--- WHAT IS BEING ASKED ---
When you retype the listing, keep every word exactly as it appears.

--- SUPPLIED INFORMATION ---

════════════════

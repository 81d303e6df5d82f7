//! Role and permission guards over HTTP

#[cfg(test)]
mod tests {
    use crate::common::{TestGateway, get, with_bearer};
    use crate::init_app;
    use actix_web::http::StatusCode;
    use actix_web::test::{self, TestRequest};
    use serde_json::{Value, json};

    #[actix_web::test]
    async fn test_viewer_denied_admin_route() {
        let gateway = TestGateway::new().await;
        gateway.add_user("alice", &["Viewer"]).await;
        gateway.add_user("root", &["Admin"]).await;
        let app = init_app!(gateway);

        let viewer = gateway.access_token("alice");
        let res =
            test::call_service(&app, with_bearer(get("/admin/roles"), &viewer).to_request()).await;
        assert_eq!(res.status(), StatusCode::FORBIDDEN);
        let body: Value = test::read_body_json(res).await;
        assert_eq!(body["error"]["code"], "INSUFFICIENT_PRIVILEGES");
        assert_eq!(body["error"]["message"], "You don't have enough permissions");

        let admin = gateway.access_token("root");
        let res =
            test::call_service(&app, with_bearer(get("/admin/roles"), &admin).to_request()).await;
        assert_eq!(res.status(), StatusCode::OK);
        let body: Value = test::read_body_json(res).await;
        assert_eq!(body["meta"]["total"], 7);
    }

    #[actix_web::test]
    async fn test_system_config_requires_super_admin() {
        let gateway = TestGateway::new().await;
        gateway.add_user("root", &["Admin"]).await;
        gateway.add_user("owner", &["SuperAdmin"]).await;
        let app = init_app!(gateway);

        let admin = gateway.access_token("root");
        let res =
            test::call_service(&app, with_bearer(get("/system/config"), &admin).to_request()).await;
        assert_eq!(res.status(), StatusCode::FORBIDDEN);

        let owner = gateway.access_token("owner");
        let res =
            test::call_service(&app, with_bearer(get("/system/config"), &owner).to_request()).await;
        assert_eq!(res.status(), StatusCode::OK);
        let body: Value = test::read_body_json(res).await;
        assert_eq!(body["data"]["auth"]["jwt_secret"], "********");
        assert_eq!(body["data"]["auth"]["access_token_ttl_secs"], 1800);
    }

    #[actix_web::test]
    async fn test_content_permissions_per_method() {
        let gateway = TestGateway::new().await;
        gateway.add_user("alice", &["Viewer"]).await;
        gateway.add_user("erin", &["Editor"]).await;
        let app = init_app!(gateway);
        let viewer = gateway.access_token("alice");
        let editor = gateway.access_token("erin");

        let res =
            test::call_service(&app, with_bearer(get("/content"), &viewer).to_request()).await;
        assert_eq!(res.status(), StatusCode::OK);

        let post = |token: &str| {
            with_bearer(TestRequest::post().uri("/content"), token)
                .set_json(json!({"title": "Hello", "body": "World"}))
                .to_request()
        };

        let res = test::call_service(&app, post(&viewer)).await;
        assert_eq!(res.status(), StatusCode::FORBIDDEN);

        let res = test::call_service(&app, post(&editor)).await;
        assert_eq!(res.status(), StatusCode::CREATED);
        let body: Value = test::read_body_json(res).await;
        assert_eq!(body["data"]["author"], "erin");
    }

    #[actix_web::test]
    async fn test_profile_reports_roles_permissions_and_policy() {
        let gateway = TestGateway::new().await;
        gateway.add_user("alice", &["Viewer", "Contributor"]).await;
        let app = init_app!(gateway);

        let token = gateway.access_token("alice");
        let res =
            test::call_service(&app, with_bearer(get("/users/me"), &token).to_request()).await;
        let body: Value = test::read_body_json(res).await;
        let profile = &body["data"];

        assert_eq!(profile["roles"], json!(["Viewer", "Contributor"]));
        assert_eq!(
            profile["permissions"],
            json!(["access_public_content", "submit_content", "view_content"])
        );
        assert_eq!(profile["rate_limit"]["times"], 10);
        assert_eq!(profile["rate_limit"]["minutes"], 1);
    }

    #[actix_web::test]
    async fn test_role_changes_apply_on_next_request() {
        let gateway = TestGateway::new().await;
        gateway.add_user("owner", &["SuperAdmin"]).await;
        gateway.add_user("bob", &["Viewer"]).await;
        let app = init_app!(gateway);
        let owner = gateway.access_token("owner");
        let bob = gateway.access_token("bob");

        let create = || {
            with_bearer(TestRequest::post().uri("/content"), &bob)
                .set_json(json!({"title": "Draft", "body": ""}))
                .to_request()
        };
        assert_eq!(test::call_service(&app, create()).await.status(), StatusCode::FORBIDDEN);

        let req = with_bearer(TestRequest::post().uri("/admin/users/bob/roles"), &owner)
            .set_json(json!({"role": "Editor"}))
            .to_request();
        let res = test::call_service(&app, req).await;
        assert_eq!(res.status(), StatusCode::OK);
        let body: Value = test::read_body_json(res).await;
        assert_eq!(body["data"]["roles"][1]["name"], "Editor");

        // Same token, new role
        assert_eq!(test::call_service(&app, create()).await.status(), StatusCode::CREATED);

        let req = with_bearer(TestRequest::delete().uri("/admin/users/bob/roles/Editor"), &owner)
            .to_request();
        assert_eq!(test::call_service(&app, req).await.status(), StatusCode::OK);
        assert_eq!(test::call_service(&app, create()).await.status(), StatusCode::FORBIDDEN);
    }

    #[actix_web::test]
    async fn test_role_assignment_needs_every_permission() {
        let gateway = TestGateway::new().await;
        gateway.add_user("mod", &["Moderator"]).await;
        gateway.add_user("bob", &["Viewer"]).await;
        let app = init_app!(gateway);

        let token = gateway.access_token("mod");
        let req = with_bearer(TestRequest::post().uri("/admin/users/bob/roles"), &token)
            .set_json(json!({"role": "Admin"}))
            .to_request();
        let res = test::call_service(&app, req).await;
        assert_eq!(res.status(), StatusCode::FORBIDDEN);
    }

    #[actix_web::test]
    async fn test_admin_errors_for_unknown_targets() {
        let gateway = TestGateway::new().await;
        gateway.add_user("root", &["Admin"]).await;
        let app = init_app!(gateway);
        let token = gateway.access_token("root");

        let req = with_bearer(TestRequest::post().uri("/admin/users/nobody/roles"), &token)
            .set_json(json!({"role": "Viewer"}))
            .to_request();
        assert_eq!(test::call_service(&app, req).await.status(), StatusCode::NOT_FOUND);

        let req = with_bearer(TestRequest::post().uri("/admin/users/root/roles"), &token)
            .set_json(json!({"role": "Wizard"}))
            .to_request();
        assert_eq!(test::call_service(&app, req).await.status(), StatusCode::NOT_FOUND);
    }

    #[actix_web::test]
    async fn test_deactivated_user_loses_access() {
        let gateway = TestGateway::new().await;
        gateway.add_user("root", &["Admin"]).await;
        gateway.add_user("bob", &["Viewer"]).await;
        let app = init_app!(gateway);
        let admin = gateway.access_token("root");
        let bob = gateway.access_token("bob");

        let req = with_bearer(TestRequest::put().uri("/admin/users/bob/active"), &admin)
            .set_json(json!({"is_active": false}))
            .to_request();
        let res = test::call_service(&app, req).await;
        assert_eq!(res.status(), StatusCode::OK);
        let body: Value = test::read_body_json(res).await;
        assert_eq!(body["data"]["is_active"], false);

        let res = test::call_service(&app, with_bearer(get("/users/me"), &bob).to_request()).await;
        assert_eq!(res.status(), StatusCode::UNAUTHORIZED);

        // Admin writes are audited by method
        let logged = gateway
            .store
            .request_logs()
            .iter()
            .any(|entry| entry.method == "PUT" && entry.identity == "root" && entry.status == 200);
        assert!(logged);
    }

    #[actix_web::test]
    async fn test_public_routes_need_no_token() {
        let gateway = TestGateway::new().await;
        let app = init_app!(gateway);

        for path in ["/health", "/health/liveness", "/health/readiness", "/public/content"] {
            let res = test::call_service(&app, get(path).to_request()).await;
            assert_eq!(res.status(), StatusCode::OK, "{path}");
        }

        let res = test::call_service(&app, get("/content").to_request()).await;
        assert_eq!(res.status(), StatusCode::UNAUTHORIZED);
        assert_eq!(res.headers().get("server").unwrap(), "authgate");
    }
}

════════════════

--- EXERCISE RESULT ---
repository 81d303e6df5d82f7
//! Role and permission guards over HTTP

#[cfg(test)]
mod tests {
    use crate::common::{TestGateway, get, with_bearer};
    use crate::init_app;
    use actix_web::http::StatusCode;
    use actix_web::test::{self, TestRequest};
    use serde_json::{Value, json};

    #[actix_web::test]
    async fn test_viewer_denied_admin_route() {
        let gateway = TestGateway::new().await;
        gateway.add_user("alice", &["Viewer"]).await;
        gateway.add_user("root", &["Admin"]).await;
        let app = init_app!(gateway);

        let viewer = gateway.access_token("alice");
        let res =
            test::call_service(&app, with_bearer(get("/admin/roles"), &viewer).to_request()).await;
        assert_eq!(res.status(), StatusCode::FORBIDDEN);
        let body: Value = test::read_body_json(res).await;
        assert_eq!(body["error"]["code"], "INSUFFICIENT_PRIVILEGES");
        assert_eq!(body["error"]["message"], "You don't have enough permissions");

        let admin = gateway.access_token("root");
        let res =
            test::call_service(&app, with_bearer(get("/admin/roles"), &admin).to_request()).await;
        assert_eq!(res.status(), StatusCode::OK);
        let body: Value = test::read_body_json(res).await;
        assert_eq!(body["meta"]["total"], 7);
    }

    #[actix_web::test]
    async fn test_system_config_requires_super_admin() {
        let gateway = TestGateway::new().await;
        gateway.add_user("root", &["Admin"]).await;
        gateway.add_user("owner", &["SuperAdmin"]).await;
        let app = init_app!(gateway);

        let admin = gateway.access_token("root");
        let res =
            test::call_service(&app, with_bearer(get("/system/config"), &admin).to_request()).await;
        assert_eq!(res.status(), StatusCode::FORBIDDEN);

        let owner = gateway.access_token("owner");
        let res =
            test::call_service(&app, with_bearer(get("/system/config"), &owner).to_request()).await;
        assert_eq!(res.status(), StatusCode::OK);
        let body: Value = test::read_body_json(res).await;
        assert_eq!(body["data"]["auth"]["jwt_secret"], "********");
        assert_eq!(body["data"]["auth"]["access_token_ttl_secs"], 1800);
    }

    #[actix_web::test]
    async fn test_content_permissions_per_method() {
        let gateway = TestGateway::new().await;
        gateway.add_user("alice", &["Viewer"]).await;
        gateway.add_user("erin", &["Editor"]).await;
        let app = init_app!(gateway);
        let viewer = gateway.access_token("alice");
        let editor = gateway.access_token("erin");

        let res =
            test::call_service(&app, with_bearer(get("/content"), &viewer).to_request()).await;
        assert_eq!(res.status(), StatusCode::OK);

        let post = |token: &str| {
            with_bearer(TestRequest::post().uri("/content"), token)
                .set_json(json!({"title": "Hello", "body": "World"}))
                .to_request()
        };

        let res = test::call_service(&app, post(&viewer)).await;
        assert_eq!(res.status(), StatusCode::FORBIDDEN);

        let res = test::call_service(&app, post(&editor)).await;
        assert_eq!(res.status(), StatusCode::CREATED);
        let body: Value = test::read_body_json(res).await;
        assert_eq!(body["data"]["author"], "erin");
    }

    #[actix_web::test]
    async fn test_profile_reports_roles_permissions_and_policy() {
        let gateway = TestGateway::new().await;
        gateway.add_user("alice", &["Viewer", "Contributor"]).await;
        let app = init_app!(gateway);

        let token = gateway.access_token("alice");
        let res =
            test::call_service(&app, with_bearer(get("/users/me"), &token).to_request()).await;
        let body: Value = test::read_body_json(res).await;
        let profile = &body["data"];

        assert_eq!(profile["roles"], json!(["Viewer", "Contributor"]));
        assert_eq!(
            profile["permissions"],
            json!(["access_public_content", "submit_content", "view_content"])
        );
        assert_eq!(profile["rate_limit"]["times"], 10);
        assert_eq!(profile["rate_limit"]["minutes"], 1);
    }

    #[actix_web::test]
    async fn test_role_changes_apply_on_next_request() {
        let gateway = TestGateway::new().await;
        gateway.add_user("owner", &["SuperAdmin"]).await;
        gateway.add_user("bob", &["Viewer"]).await;
        let app = init_app!(gateway);
        let owner = gateway.access_token("owner");
        let bob = gateway.access_token("bob");

        let create = || {
            with_bearer(TestRequest::post().uri("/content"), &bob)
                .set_json(json!({"title": "Draft", "body": ""}))
                .to_request()
        };
        assert_eq!(test::call_service(&app, create()).await.status(), StatusCode::FORBIDDEN);

        let req = with_bearer(TestRequest::post().uri("/admin/users/bob/roles"), &owner)
            .set_json(json!({"role": "Editor"}))
            .to_request();
        let res = test::call_service(&app, req).await;
        assert_eq!(res.status(), StatusCode::OK);
        let body: Value = test::read_body_json(res).await;
        assert_eq!(body["data"]["roles"][1]["name"], "Editor");

        // Same token, new role
        assert_eq!(test::call_service(&app, create()).await.status(), StatusCode::CREATED);

        let req = with_bearer(TestRequest::delete().uri("/admin/users/bob/roles/Editor"), &owner)
            .to_request();
        assert_eq!(test::call_service(&app, req).await.status(), StatusCode::OK);
        assert_eq!(test::call_service(&app, create()).await.status(), StatusCode::FORBIDDEN);
    }

    #[actix_web::test]
    async fn test_role_assignment_needs_every_permission() {
        let gateway = TestGateway::new().await;
        gateway.add_user("mod", &["Moderator"]).await;
        gateway.add_user("bob", &["Viewer"]).await;
        let app = init_app!(gateway);

        let token = gateway.access_token("mod");
        let req = with_bearer(TestRequest::post().uri("/admin/users/bob/roles"), &token)
            .set_json(json!({"role": "Admin"}))
            .to_request();
        let res = test::call_service(&app, req).await;
        assert_eq!(res.status(), StatusCode::FORBIDDEN);
    }

    #[actix_web::test]
    async fn test_admin_errors_for_unknown_targets() {
        let gateway = TestGateway::new().await;
        gateway.add_user("root", &["Admin"]).await;
        let app = init_app!(gateway);
        let token = gateway.access_token("root");

        let req = with_bearer(TestRequest::post().uri("/admin/users/nobody/roles"), &token)
            .set_json(json!({"role": "Viewer"}))
            .to_request();
        assert_eq!(test::call_service(&app, req).await.status(), StatusCode::NOT_FOUND);

        let req = with_bearer(TestRequest::post().uri("/admin/users/root/roles"), &token)
            .set_json(json!({"role": "Wizard"}))
            .to_request();
        assert_eq!(test::call_service(&app, req).await.status(), StatusCode::NOT_FOUND);
    }

    #[actix_web::test]
    async fn test_deactivated_user_loses_access() {
        let gateway = TestGateway::new().await;
        gateway.add_user("root", &["Admin"]).await;
        gateway.add_user("bob", &["Viewer"]).await;
        let app = init_app!(gateway);
        let admin = gateway.access_token("root");
        let bob = gateway.access_token("bob");

        let req = with_bearer(TestRequest::put().uri("/admin/users/bob/active"), &admin)
            .set_json(json!({"is_active": false}))
            .to_request();
        let res = test::call_service(&app, req).await;
        assert_eq!(res.status(), StatusCode::OK);
        let body: Value = test::read_body_json(res).await;
        assert_eq!(body["data"]["is_active"], false);

        let res = test::call_service(&app, with_bearer(get("/users/me"), &bob).to_request()).await;
        assert_eq!(res.status(), StatusCode::UNAUTHORIZED);

        // Admin writes are audited by method
        let logged = gateway
            .store
            .request_logs()
            .iter()
            .any(|entry| entry.method == "PUT" && entry.identity == "root" && entry.status == 200);
        assert!(logged);
    }

    #[actix_web::test]
    async fn test_public_routes_need_no_token() {
        let gateway = TestGateway::new().await;
        let app = init_app!(gateway);

        for path in ["/health", "/health/liveness", "/health/readiness", "/public/content"] {
            let res = test::call_service(&app, get(path).to_request()).await;
            assert_eq!(res.status(), StatusCode::OK, "{path}");
        }

        let res = test::call_service(&app, get("/content").to_request()).await;
        assert_eq!(res.status(), StatusCode::UNAUTHORIZED);
        assert_eq!(res.headers().get("server").unwrap(), "authgate");
    }
}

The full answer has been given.